Work request - Using the records below, copy out exactly the line that contains "Some(existing) if existing.fetched_at" and every line that follows it, up to and including the last, and no others.

[Collected data entries]
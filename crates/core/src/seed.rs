//! Reproducible description of a rendered frame sequence.
//!
//! A [`Seed`] captures everything needed to replay a backdrop offline:
//! engine name, surface size, parameter overrides, PRNG seed, how many frames
//! to run and at what interval, and an optional fixed pointer position.

use crate::error::EngineError;
use crate::viewport::SurfaceSize;
use serde::{Deserialize, Serialize};

/// One display refresh at 60 Hz, in milliseconds.
pub const DEFAULT_FRAME_INTERVAL_MS: f64 = 1000.0 / 60.0;

fn default_frame_interval() -> f64 {
    DEFAULT_FRAME_INTERVAL_MS
}

fn empty_params() -> serde_json::Value {
    serde_json::Value::Object(serde_json::Map::new())
}

/// Two identical `Seed` values fed to the same binary produce identical frames.
#[derive(Debug, Clone, Serialize, Deserialize, PartialEq)]
pub struct Seed {
    pub engine: String,
    pub width: u32,
    pub height: u32,
    #[serde(default = "empty_params")]
    pub params: serde_json::Value,
    pub seed: u64,
    #[serde(default)]
    pub frames: usize,
    #[serde(default = "default_frame_interval")]
    pub frame_interval_ms: f64,
    #[serde(default, skip_serializing_if = "Option::is_none")]
    pub pointer: Option<[f64; 2]>,
}

impl Seed {
    /// A seed with empty params, zero frames, 60 Hz and no pointer.
    pub fn new(engine: &str, width: u32, height: u32, seed: u64) -> Self {
        Self {
            engine: engine.to_string(),
            width,
            height,
            params: empty_params(),
            seed,
            frames: 0,
            frame_interval_ms: DEFAULT_FRAME_INTERVAL_MS,
            pointer: None,
        }
    }

    /// Checks dimensions and frame interval.
    ///
    /// Zero-sized output is rejected here even though engines accept a
    /// collapsed surface: there is nothing to write.
    pub fn validate(&self) -> Result<(), EngineError> {
        if self.width == 0 || self.height == 0 {
            return Err(EngineError::InvalidDimensions);
        }
        if !(self.frame_interval_ms.is_finite() && self.frame_interval_ms > 0.0) {
            return Err(EngineError::invalid_param(
                "frame_interval_ms",
                "must be a positive number of milliseconds",
            ));
        }
        Ok(())
    }

    pub fn surface_size(&self) -> Result<SurfaceSize, EngineError> {
        SurfaceSize::new(self.width as f64, self.height as f64)
    }

    /// Timestamp of frame `index`, counting from zero.
    pub fn frame_time(&self, index: usize) -> f64 {
        index as f64 * self.frame_interval_ms
    }
}
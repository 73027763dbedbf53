//! Failures of a `backdrop` invocation and the exit code each one maps to.
//!
//! | code | kind            | raised by                                        |
//! |------|-----------------|--------------------------------------------------|
//! | 2    | (clap)          | unparseable arguments, before `run` starts       |
//! | 10   | `engine`        | unknown engine, out-of-range params, bad size    |
//! | 11   | `io`            | reading `--seed-file`, writing PNG or seed files |
//! | 12   | `input`         | `--params`, `--pointer`, colors, seed file JSON  |
//! | 13   | `serialization` | printing JSON output                             |

use backdrop_core::EngineError;
use thiserror::Error;

#[derive(Debug, Error)]
pub enum CliError {
    /// The scene was rejected while building or replaying the engine.
    #[error(transparent)]
    Engine(EngineError),
    #[error("{0}")]
    Io(String),
    /// Malformed command-line or scene input that never reached an engine.
    #[error("{0}")]
    Input(String),
    #[error("cannot encode output: {0}")]
    Serialization(String),
}

impl CliError {
    pub fn exit_code(&self) -> i32 {
        match self {
            CliError::Engine(_) => 10,
            CliError::Io(_) => 11,
            CliError::Input(_) => 12,
            CliError::Serialization(_) => 13,
        }
    }

    /// Short label for `--json` error output.
    pub fn kind(&self) -> &'static str {
        match self {
            CliError::Engine(_) => "engine",
            CliError::Io(_) => "io",
            CliError::Input(_) => "input",
            CliError::Serialization(_) => "serialization",
        }
    }
}

/// File failures surface as I/O and unparseable colors as input; the rest
/// stay engine errors.
impl From<EngineError> for CliError {
    fn from(e: EngineError) -> Self {
        match e {
            EngineError::Io(msg) => CliError::Io(msg),
            EngineError::InvalidColor(msg) => CliError::Input(format!("invalid color: {msg}")),
            other => CliError::Engine(other),
        }
    }
}

impl From<serde_json::Error> for CliError {
    fn from(e: serde_json::Error) -> Self {
        CliError::Serialization(e.to_string())
    }
}
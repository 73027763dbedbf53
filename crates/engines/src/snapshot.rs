//! PNG output of a [`RasterSurface`].
//!
//! Feature-gated behind `png` (default on) so that WASM builds can depend on
//! the `engines` crate without pulling in the `image` crate.

use backdrop_core::error::EngineError;
use log::debug;
use std::path::Path;

use crate::raster::RasterSurface;

/// Writes the surface as an RGBA PNG.
///
/// Returns `EngineError::InvalidDimensions` if the surface dimensions overflow
/// `u32`, or `EngineError::Io` on write failure.
pub fn write_png(surface: &RasterSurface, path: &Path) -> Result<(), EngineError> {
    let w = u32::try_from(surface.width()).map_err(|_| EngineError::InvalidDimensions)?;
    let h = u32::try_from(surface.height()).map_err(|_| EngineError::InvalidDimensions)?;
    let img = image::RgbaImage::from_raw(w, h, surface.to_rgba8())
        .ok_or_else(|| EngineError::Io("RGBA buffer size mismatch".into()))?;
    img.save(path).map_err(|e| EngineError::Io(e.to_string()))?;
    debug!("wrote {w}x{h} snapshot to {}", path.display());
    Ok(())
}

#[cfg(test)]
mod tests {
    use super::*;
    use backdrop_core::surface::{Paint, Surface};
    use backdrop_core::Rgba;

    #[test]
    fn write_png_round_trip() {
        let mut surface = RasterSurface::new(16, 8, Rgba::opaque(0.0, 0.0, 0.0)).unwrap();
        surface.begin_path();
        surface.arc(8.0, 4.0, 3.0, 0.0, std::f64::consts::TAU);
        surface.fill(&Paint::solid(Rgba::GOLD));
        let dir = tempfile::tempdir().unwrap();
        let path = dir.path().join("test.png");

        write_png(&surface, &path).unwrap();

        let img = image::open(&path).unwrap().to_rgba8();
        assert_eq!(img.width(), 16);
        assert_eq!(img.height(), 8);
        assert_eq!(img.get_pixel(8, 4).0, [255, 215, 0, 255]);
        assert_eq!(img.get_pixel(0, 0).0, [0, 0, 0, 255]);
    }

    #[test]
    fn write_png_to_missing_directory_is_io_error() {
        let surface = RasterSurface::new(2, 2, Rgba::GOLD).unwrap();
        let dir = tempfile::tempdir().unwrap();
        let path = dir.path().join("no/such/dir/out.png");
        assert!(matches!(write_png(&surface, &path), Err(EngineError::Io(_))));
    }
}
//! Scroll-triggered fade-in: an element appears once enough of it is visible
//! and stays visible afterwards.

/// Intersection ratio at or above which an element is revealed.
pub const DEFAULT_THRESHOLD: f64 = 0.1;

/// Reveal latches for a fixed list of observed elements.
#[derive(Debug, Clone, PartialEq)]
pub struct Reveal {
    threshold: f64,
    revealed: Vec<bool>,
}

impl Reveal {
    pub fn new(elements: usize) -> Self {
        Self::with_threshold(elements, DEFAULT_THRESHOLD)
    }

    /// `threshold` is clamped to [0, 1].
    pub fn with_threshold(elements: usize, threshold: f64) -> Self {
        Self {
            threshold: if threshold.is_nan() {
                DEFAULT_THRESHOLD
            } else {
                threshold.clamp(0.0, 1.0)
            },
            revealed: vec![false; elements],
        }
    }

    pub fn threshold(&self) -> f64 {
        self.threshold
    }

    /// Records an intersection observation for element `index`.
    ///
    /// Returns `true` only on the observation that first reveals the element,
    /// so the caller adds the "appear" class exactly once. Unknown indices
    /// are ignored.
    pub fn observe(&mut self, index: usize, intersection_ratio: f64) -> bool {
        let Some(slot) = self.revealed.get_mut(index) else {
            return false;
        };
        if *slot || intersection_ratio.is_nan() || intersection_ratio < self.threshold {
            return false;
        }
        *slot = true;
        true
    }

    pub fn is_revealed(&self, index: usize) -> bool {
        self.revealed.get(index).copied().unwrap_or(false)
    }

    pub fn revealed_count(&self) -> usize {
        self.revealed.iter().filter(|&&r| r).count()
    }
}
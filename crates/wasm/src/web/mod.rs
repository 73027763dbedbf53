//! DOM-backed pieces: the canvas surface, the frame scheduler, and the
//! exported [`Backdrop`] handle that ties them to an engine.

mod backdrop;
mod canvas;

pub use backdrop::Backdrop;
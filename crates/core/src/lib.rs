#![deny(unsafe_code)]
//! Core types and traits for backdrop, a set of decorative page animations.
//!
//! Provides the `Engine` trait, the `Surface` drawing abstraction with a
//! recording implementation, explicit `Viewport`/`Pointer` states, the
//! cancellable `AnimationLoop`, `Rgba` colors, the `Xorshift64` PRNG, `Seed`,
//! and parameter helpers.

pub mod color;
pub mod engine;
pub mod error;
pub mod frame_loop;
pub mod params;
pub mod prng;
pub mod seed;
pub mod surface;
pub mod viewport;

pub use color::Rgba;
pub use engine::Engine;
pub use error::EngineError;
pub use frame_loop::{AnimationLoop, FrameHandle, FrameScheduler, LoopState, ManualScheduler};
pub use prng::Xorshift64;
pub use seed::Seed;
pub use surface::{DrawCommand, GradientStop, LinearGradient, Paint, RecordingSurface, Surface};
pub use viewport::{Pointer, SurfaceSize, Viewport};
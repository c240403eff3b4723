//! Raw per-date observations.

use std::collections::BTreeMap;

use chrono::{DateTime, NaiveDate, Utc};
use serde::{Deserialize, Serialize};

use crate::parcel::{IndexType, ParcelId};
use crate::stats::Statistics;

/// One parcel's statistical summary for a single acquisition date.
///
/// Append-only. A re-fetch of the same date produces a new observation that
/// logically supersedes the earlier one.
#[derive(Debug, Clone, PartialEq, Serialize, Deserialize)]
pub struct RawObservation {
    pub parcel_id: ParcelId,
    pub index_type: IndexType,
    pub acquisition_date: NaiveDate,
    pub mean: f64,
    pub min: f64,
    pub max: f64,
    pub std_dev: f64,
    pub valid_pixel_count: u64,
    pub fetched_at: DateTime<Utc>,
}

impl RawObservation {
    pub fn from_statistics(
        parcel_id: ParcelId,
        index_type: IndexType,
        acquisition_date: NaiveDate,
        stats: &Statistics,
        fetched_at: DateTime<Utc>,
    ) -> Self {
        Self {
            parcel_id,
            index_type,
            acquisition_date,
            mean: stats.mean,
            min: stats.min,
            max: stats.max,
            std_dev: stats.std_dev,
            valid_pixel_count: stats.count,
            fetched_at,
        }
    }
}

/// Collapses observations to the latest one per acquisition date, ordered by date.
///
/// The latest is the one with the greatest `fetched_at`; among equal
/// timestamps the one appearing later in `observations` wins.
pub fn latest_per_date(observations: &[RawObservation]) -> Vec<RawObservation> {
    let mut by_date: BTreeMap<NaiveDate, &RawObservation> = BTreeMap::new();

    for obs in observations {
        match by_date.get(&obs.acquisition_date) {
            Some(existing) if existing.fetched_at > obs.fetched_at => {}
            _ => {
                by_date.insert(obs.acquisition_date, obs);
            }
        }
    }

    by_date.into_values().cloned().collect()
}
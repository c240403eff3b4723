//! Internal telemetry for the vegetation monitor.
//!
//! Structured logs via `tracing`, in-process counters that are periodically
//! logged as a snapshot, and a health registry for external dependencies.

pub mod health;
pub mod metrics;
pub mod tracing_setup;

pub use health::*;
pub use metrics::*;
pub use tracing_setup::*;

Task output -
            Some(existing) if existing.fetched_at > obs.fetched_at => {}
            _ => {
                by_date.insert(obs.acquisition_date, obs);
            }
        }
    }

    by_date.into_values().cloned().collect()
}
repository c240403eff3b4723
//! Internal telemetry for the vegetation monitor.
//!
//! Structured logs via `tracing`, in-process counters that are periodically
//! logged as a snapshot, and a health registry for external dependencies.

pub mod health;
pub mod metrics;
pub mod tracing_setup;

pub use health::*;
pub use metrics::*;
pub use tracing_setup::*;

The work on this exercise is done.